A 2009 meta-analysis concluded that perceived discrimination leads to significantly heightened stress responses, participation in unhealthy and nonparticipation in healthy behaviors, and has a significant negative effect on both mental and physical health.

“Our findings complement a growing literature on the associations between disparate stressor exposure and neurobiological outcomes in marginalized racial/ethnic groups,” Fani and colleagues wrote.

“The proportionally greater ventromedial prefrontal cortex response observed in association with discrimination may represent a resilient adaptation to stress,” they added.

“It is possible that the findings observed in this study indicate a relatively enhanced ability to manage stress related to discrimination experiences,” they continued. “Coupled with the behavioral data that demonstrated better attention performance on threat-relevant affective Stroop task trials in association with discrimination experiences, the functional MRI findings may illustrate a biological marker of resilience and/or protective adaptation in the face of racism-related stressors in this sample of Black women in the U.S. exposed to trauma.”

Limitations include a small cohort made up exclusively of Black women. “Future studies should seek to replicate these findings in larger, racially, ethnically, and sexually diverse cohorts,” the researchers wrote.

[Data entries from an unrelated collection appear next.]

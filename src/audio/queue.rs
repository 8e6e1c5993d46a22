//! Bounded, lossy delivery queue between the audio thread and the
//! notification bridge.
//!
//! Both ends are non-blocking. On full the newest frame is dropped; on empty
//! the consumer gets `None`.

use std::sync::Arc;
use std::sync::atomic::{AtomicU64, Ordering};

use crossbeam_channel::{Receiver, Sender, TryRecvError, TrySendError, bounded};

use super::frame::Frame;

pub fn delivery_queue(capacity: usize) -> (DeliverySender, DeliveryReceiver) {
    let (tx, rx) = bounded(capacity.max(1));
    let dropped = Arc::new(AtomicU64::new(0));
    (
        DeliverySender {
            tx,
            dropped: dropped.clone(),
        },
        DeliveryReceiver { rx, dropped },
    )
}

#[derive(Clone)]
pub struct DeliverySender {
    tx: Sender<Frame>,
    dropped: Arc<AtomicU64>,
}

impl DeliverySender {
    /// Returns `false` when the frame was dropped.
    pub fn offer(&self, frame: Frame) -> bool {
        match self.tx.try_send(frame) {
            Ok(()) => true,
            Err(TrySendError::Full(_)) | Err(TrySendError::Disconnected(_)) => {
                self.dropped.fetch_add(1, Ordering::Relaxed);
                false
            }
        }
    }
}

#[derive(Clone)]
pub struct DeliveryReceiver {
    rx: Receiver<Frame>,
    dropped: Arc<AtomicU64>,
}

impl DeliveryReceiver {
    pub fn poll(&self) -> Option<Frame> {
        match self.rx.try_recv() {
            Ok(frame) => Some(frame),
            Err(TryRecvError::Empty) | Err(TryRecvError::Disconnected) => None,
        }
    }

    /// Discard everything currently queued. Returns how many frames went.
    pub fn drain(&self) -> usize {
        self.rx.try_iter().count()
    }

    pub fn len(&self) -> usize {
        self.rx.len()
    }

    pub fn capacity(&self) -> usize {
        self.rx.capacity().unwrap_or(0)
    }

    /// Frames dropped on the producer side since startup.
    pub fn dropped(&self) -> u64 {
        self.dropped.load(Ordering::Relaxed)
    }
}
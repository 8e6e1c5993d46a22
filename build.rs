use std::fs;
use std::path::Path;
use serde::Deserialize;

#[derive(Deserialize)]
struct Config {
    application: Application,
    audio: Audio,
    suppression: Suppression,
    delivery: Delivery,
    remote: Remote,
    mixer: Mixer,
    battery: Battery,
    stats: Stats,
}

#[derive(Deserialize)]
struct Application {
    name: String,
    version: String,
}

#[derive(Deserialize)]
struct Audio {
    capture_device: String,
    playback_device: String,
    sample_rate: u32,
    channels: u32,
    frame_size: usize,
}

#[derive(Deserialize)]
struct Suppression {
    engine: String,
    search_paths: Vec<String>,
}

#[derive(Deserialize)]
struct Delivery {
    queue_capacity: usize,
    notify_interval_ms: u64,
}

#[derive(Deserialize)]
struct Remote {
    local_ip: String,
    local_port: u16,
    remote_ip: String,
    remote_port: u16,
    buffer_size: usize,
}

#[derive(Deserialize)]
struct Mixer {
    card: String,
}

#[derive(Deserialize)]
struct Battery {
    capacity_path: String,
    poll_secs: u64,
}

#[derive(Deserialize)]
struct Stats {
    report_secs: u64,
}

// 在编译时读取 config.toml 并设置环境变量
fn main() {
    println!("cargo:rerun-if-changed=config.toml");

    let config_path = Path::new("config.toml");
    if !config_path.exists() {
        panic!("config.toml not found!");
    }

    let config_str = fs::read_to_string(config_path).expect("Failed to read config.toml");
    let config: Config = toml::from_str(&config_str).expect("Failed to parse config.toml");

    println!("cargo:rustc-env=APP_NAME={}", config.application.name);
    println!("cargo:rustc-env=APP_VERSION={}", config.application.version);

    // 音频配置
    println!("cargo:rustc-env=AUDIO_CAPTURE_DEVICE={}", config.audio.capture_device);
    println!("cargo:rustc-env=AUDIO_PLAYBACK_DEVICE={}", config.audio.playback_device);
    println!("cargo:rustc-env=AUDIO_SAMPLE_RATE={}", config.audio.sample_rate);
    println!("cargo:rustc-env=AUDIO_CHANNELS={}", config.audio.channels);
    println!("cargo:rustc-env=AUDIO_FRAME_SIZE={}", config.audio.frame_size);

    // 降噪引擎，搜索路径以 ':' 拼接
    println!("cargo:rustc-env=SUPPRESSION_ENGINE={}", config.suppression.engine);
    println!(
        "cargo:rustc-env=SUPPRESSION_SEARCH_PATHS={}",
        config.suppression.search_paths.join(":")
    );

    println!("cargo:rustc-env=DELIVERY_QUEUE_CAPACITY={}", config.delivery.queue_capacity);
    println!("cargo:rustc-env=DELIVERY_NOTIFY_INTERVAL_MS={}", config.delivery.notify_interval_ms);

    // 远程控制通道 (BLE 外设进程)
    println!("cargo:rustc-env=REMOTE_LOCAL_IP={}", config.remote.local_ip);
    println!("cargo:rustc-env=REMOTE_LOCAL_PORT={}", config.remote.local_port);
    println!("cargo:rustc-env=REMOTE_REMOTE_IP={}", config.remote.remote_ip);
    println!("cargo:rustc-env=REMOTE_REMOTE_PORT={}", config.remote.remote_port);
    println!("cargo:rustc-env=REMOTE_BUFFER_SIZE={}", config.remote.buffer_size);

    println!("cargo:rustc-env=MIXER_CARD={}", config.mixer.card);

    println!("cargo:rustc-env=BATTERY_CAPACITY_PATH={}", config.battery.capacity_path);
    println!("cargo:rustc-env=BATTERY_POLL_SECS={}", config.battery.poll_secs);

    println!("cargo:rustc-env=STATS_REPORT_SECS={}", config.stats.report_secs);
}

  1. Racial discrimination was associated with greater neural responses to threat in Black women when they were exposed to images of trauma, a small functional MRI study showed.

  2. Results were robust after controlling for post-traumatic stress disorder symptoms and other trauma exposure.

Paul Smyth, MD, Contributing Writer, BreakingMED™

This study was supported by grants from the National Institute of Mental Health, Eunice Kennedy Shriver National Institute of Child Health and Human Development, Emory Medical Care Foundation, American Psychological Association, Society for Clinical Neuropsychology, National Cancer Institute, and Frazier Foundation Grant for Mood and Anxiety Research at McLean Hospital.

Fani reported receiving grants from the National Institutes of Health during the conduct of the study.

Motley and Rogers reported no conflicts of interest.